Entries taken from a collection
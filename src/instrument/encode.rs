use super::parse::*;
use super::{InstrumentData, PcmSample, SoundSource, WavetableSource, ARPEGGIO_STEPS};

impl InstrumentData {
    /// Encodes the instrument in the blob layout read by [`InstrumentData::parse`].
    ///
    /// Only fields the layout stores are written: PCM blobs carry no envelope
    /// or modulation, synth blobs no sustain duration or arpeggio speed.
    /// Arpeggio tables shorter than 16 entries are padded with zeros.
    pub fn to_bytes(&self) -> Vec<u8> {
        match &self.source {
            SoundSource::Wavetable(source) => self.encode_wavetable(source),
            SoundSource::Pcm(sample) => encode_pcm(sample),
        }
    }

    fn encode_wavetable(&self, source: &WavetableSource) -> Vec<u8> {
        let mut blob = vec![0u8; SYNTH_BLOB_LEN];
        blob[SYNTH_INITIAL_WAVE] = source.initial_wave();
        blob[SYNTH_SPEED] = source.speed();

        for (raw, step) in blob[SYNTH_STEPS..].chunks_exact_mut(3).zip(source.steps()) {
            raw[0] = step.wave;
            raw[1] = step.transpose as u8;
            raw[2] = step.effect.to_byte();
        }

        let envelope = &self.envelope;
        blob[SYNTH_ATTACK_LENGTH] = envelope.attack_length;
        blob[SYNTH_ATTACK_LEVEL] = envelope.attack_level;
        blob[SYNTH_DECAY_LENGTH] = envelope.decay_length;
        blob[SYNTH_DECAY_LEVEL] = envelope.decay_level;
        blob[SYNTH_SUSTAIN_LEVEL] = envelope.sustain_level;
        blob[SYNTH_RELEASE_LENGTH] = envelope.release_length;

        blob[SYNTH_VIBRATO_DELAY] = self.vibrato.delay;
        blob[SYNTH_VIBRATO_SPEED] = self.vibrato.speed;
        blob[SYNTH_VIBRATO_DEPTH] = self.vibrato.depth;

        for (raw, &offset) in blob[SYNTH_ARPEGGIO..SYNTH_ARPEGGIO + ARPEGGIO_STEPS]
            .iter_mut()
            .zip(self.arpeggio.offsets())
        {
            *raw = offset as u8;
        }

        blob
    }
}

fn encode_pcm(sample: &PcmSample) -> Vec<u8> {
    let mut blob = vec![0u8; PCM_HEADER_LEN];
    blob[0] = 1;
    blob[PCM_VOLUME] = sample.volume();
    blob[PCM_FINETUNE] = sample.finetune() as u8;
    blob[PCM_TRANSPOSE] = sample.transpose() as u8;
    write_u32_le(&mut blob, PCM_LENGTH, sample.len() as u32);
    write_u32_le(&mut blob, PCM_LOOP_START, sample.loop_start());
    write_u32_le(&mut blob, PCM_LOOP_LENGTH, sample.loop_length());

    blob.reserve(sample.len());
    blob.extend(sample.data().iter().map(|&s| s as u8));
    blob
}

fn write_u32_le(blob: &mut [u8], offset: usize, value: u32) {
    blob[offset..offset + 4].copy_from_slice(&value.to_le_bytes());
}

WHAT IS REQUIRED — Output only an exact transcription of the lines above from the one with "let envelope = &self.envelope;" up to and including the one with "blob[SYNTH_VIBRATO_DELAY] = self.vibrato.delay;".

SOLVED PROBLEM —
        let envelope = &self.envelope;
        blob[SYNTH_ATTACK_LENGTH] = envelope.attack_length;
        blob[SYNTH_ATTACK_LEVEL] = envelope.attack_level;
        blob[SYNTH_DECAY_LENGTH] = envelope.decay_length;
        blob[SYNTH_DECAY_LEVEL] = envelope.decay_level;
        blob[SYNTH_SUSTAIN_LEVEL] = envelope.sustain_level;
        blob[SYNTH_RELEASE_LENGTH] = envelope.release_length;

        blob[SYNTH_VIBRATO_DELAY] = self.vibrato.delay;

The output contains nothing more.